The effect of linguistic proximity on the occupational assimilation of immigrant men in Canada
Alicia Adsera, Princeton University
Ana Ferrer, University of Waterloo
This paper contributes to the analysis of the integration of immigrants in the Canadian labour market by focusing in two relatively new dimensions. We combine the large samples of the restricted version of the Canadian Census (1991-2006) with both a new measure of linguistic proximity of the immigrant’s mother tongue to that of the destination country, and with information of the occupational skills embodied in the jobs immigrants hold. This allows us to assess the role that language plays in the labour market performance of immigrants and to better study their career progression relative to the native born. Weekly wage differences between immigrants and the native born are driven mostly by penalties associated with immigrants’ lower returns to social skills, but not to analytical or manual skills. Interestingly, low linguistic proximity between origin and destination language imposes larger wage penalties to the university-educated, and significantly affects the status of the jobs they hold.
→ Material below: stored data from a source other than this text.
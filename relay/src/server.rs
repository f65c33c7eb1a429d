use crate::processor::Processor;
use crate::{ChatRequest, ChatResponse};
use responder_client::ErrorKind;

use anyhow::Result;
use axum::{
    extract::{rejection::JsonRejection, State},
    http::{HeaderValue, StatusCode},
    routing::{get, post},
    Json, Router,
};
use serde::Serialize;
use tokio::net::TcpListener;
use tower_http::cors::{AllowHeaders, AllowMethods, AllowOrigin, CorsLayer};
use tower_http::trace::TraceLayer;

pub const DEFAULT_ALLOWED_ORIGIN: &str = "http://localhost:3000";

#[derive(Debug, Clone)]
pub struct ServerConfig {
    /// Origins allowed to call the relay from a browser.
    pub allowed_origins: Vec<HeaderValue>,
    /// Report responder failures with 200, as older callers expect.
    pub legacy_error_status: bool,
}

impl Default for ServerConfig {
    fn default() -> Self {
        Self {
            allowed_origins: vec![HeaderValue::from_static(DEFAULT_ALLOWED_ORIGIN)],
            legacy_error_status: false,
        }
    }
}

#[derive(Clone)]
struct AppState {
    processor: Processor,
    legacy_error_status: bool,
}

#[derive(Serialize)]
struct EndpointInfo {
    method: &'static str,
    path: &'static str,
    description: &'static str,
}

#[derive(Serialize)]
struct ServiceInfo {
    name: &'static str,
    version: &'static str,
    description: &'static str,
    responder: &'static str,
    endpoints: [EndpointInfo; 3],
}

pub fn app(processor: Processor, config: &ServerConfig) -> Router {
    let state = AppState {
        processor,
        legacy_error_status: config.legacy_error_status,
    };

    Router::new()
        .route("/chat", post(message_handler))
        .route("/up", get(health_handler))
        .route("/", get(info_handler))
        .with_state(state)
        .layer(cors_layer(config.allowed_origins.clone()))
        .layer(TraceLayer::new_for_http())
}

/// Serves `app` until Ctrl-C or SIGTERM.
pub async fn serve(listener: TcpListener, app: Router) -> Result<()> {
    axum::serve(listener, app)
        .with_graceful_shutdown(shutdown_signal())
        .await?;
    Ok(())
}

fn cors_layer(allowed_origins: Vec<HeaderValue>) -> CorsLayer {
    CorsLayer::new()
        .allow_origin(AllowOrigin::list(allowed_origins))
        .allow_methods(AllowMethods::mirror_request())
        .allow_headers(AllowHeaders::mirror_request())
        .allow_credentials(true)
}

async fn message_handler(
    State(state): State<AppState>,
    request: Result<Json<ChatRequest>, JsonRejection>,
) -> (StatusCode, Json<ChatResponse>) {
    let request = match request {
        Ok(Json(request)) => request,
        Err(rejection) => {
            tracing::warn!("Rejected chat request: {}", rejection.body_text());
            return (
                rejection.status(),
                Json(ChatResponse::Error(rejection.body_text())),
            );
        }
    };

    tracing::info!("Processing request: {:?}", &request);

    match state.processor.process_request(request).await {
        Ok(reply) => (StatusCode::OK, Json(ChatResponse::Reply(reply))),
        Err(e) => {
            tracing::error!(kind = e.kind().as_str(), "Error: {}", e);
            let status = if state.legacy_error_status {
                StatusCode::OK
            } else {
                failure_status(e.kind())
            };
            (status, Json(ChatResponse::Error(e.to_string())))
        }
    }
}

fn failure_status(kind: ErrorKind) -> StatusCode {
    match kind {
        ErrorKind::Timeout => StatusCode::GATEWAY_TIMEOUT,
        ErrorKind::Network
        | ErrorKind::Authentication
        | ErrorKind::Upstream
        | ErrorKind::MalformedResponse => StatusCode::BAD_GATEWAY,
    }
}

async fn health_handler() -> Json<serde_json::Value> {
    Json(serde_json::json!({ "status": "ok" }))
}

async fn info_handler(State(state): State<AppState>) -> Json<ServiceInfo> {
    Json(ServiceInfo {
        name: env!("CARGO_PKG_NAME"),
        version: env!("CARGO_PKG_VERSION"),
        description: env!("CARGO_PKG_DESCRIPTION"),
        responder: state.processor.responder_name(),
        endpoints: [
            EndpointInfo {
                method: "POST",
                path: "/chat",
                description: "Relay {\"message\": ...} and answer {\"reply\": ...} or {\"error\": ...}",
            },
            EndpointInfo {
                method: "GET",
                path: "/up",
                description: "Health check",
            },
            EndpointInfo {
                method: "GET",
                path: "/",
                description: "Service information",
            },
        ],
    })
}

async fn shutdown_signal() {
    let ctrl_c = async {
        if let Err(e) = tokio::signal::ctrl_c().await {
            tracing::error!("Failed to listen for Ctrl-C: {:?}", e);
            std::future::pending::<()>().await;
        }
    };

    #[cfg(unix)]
    let terminate = async {
        use tokio::signal::unix::{signal, SignalKind};
        match signal(SignalKind::terminate()) {
            Ok(mut stream) => {
                stream.recv().await;
            }
            Err(e) => {
                tracing::error!("Failed to listen for SIGTERM: {:?}", e);
                std::future::pending::<()>().await;
            }
        }
    };

    #[cfg(not(unix))]
    let terminate = std::future::pending::<()>();

    tokio::select! {
        () = ctrl_c => {},
        () = terminate => {},
    }
    tracing::info!("Shutdown signal received");
}

#[cfg(test)]
mod tests {
    use super::*;

    #[test]
    fn timeouts_map_to_gateway_timeout() {
        assert_eq!(failure_status(ErrorKind::Timeout), StatusCode::GATEWAY_TIMEOUT);
        assert_eq!(failure_status(ErrorKind::Authentication), StatusCode::BAD_GATEWAY);
        assert_eq!(failure_status(ErrorKind::MalformedResponse), StatusCode::BAD_GATEWAY);
    }
}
The influence of linguistic proximity on the skill content of jobs immigrants hold over time also varies by the educational level of the migrant. We also show that immigrants settling in Quebec and whose mother tongue is close to French have similar or better labour market outcomes (relative to native-born residents in Quebec) than immigrants with close linguistic proximity to English settling outside Quebec (relative to native born residents in the rest of Canada). However, since wages in Quebec are lower than elsewhere, immigrants in Quebec earn less in absolute terms than those residing elsewhere.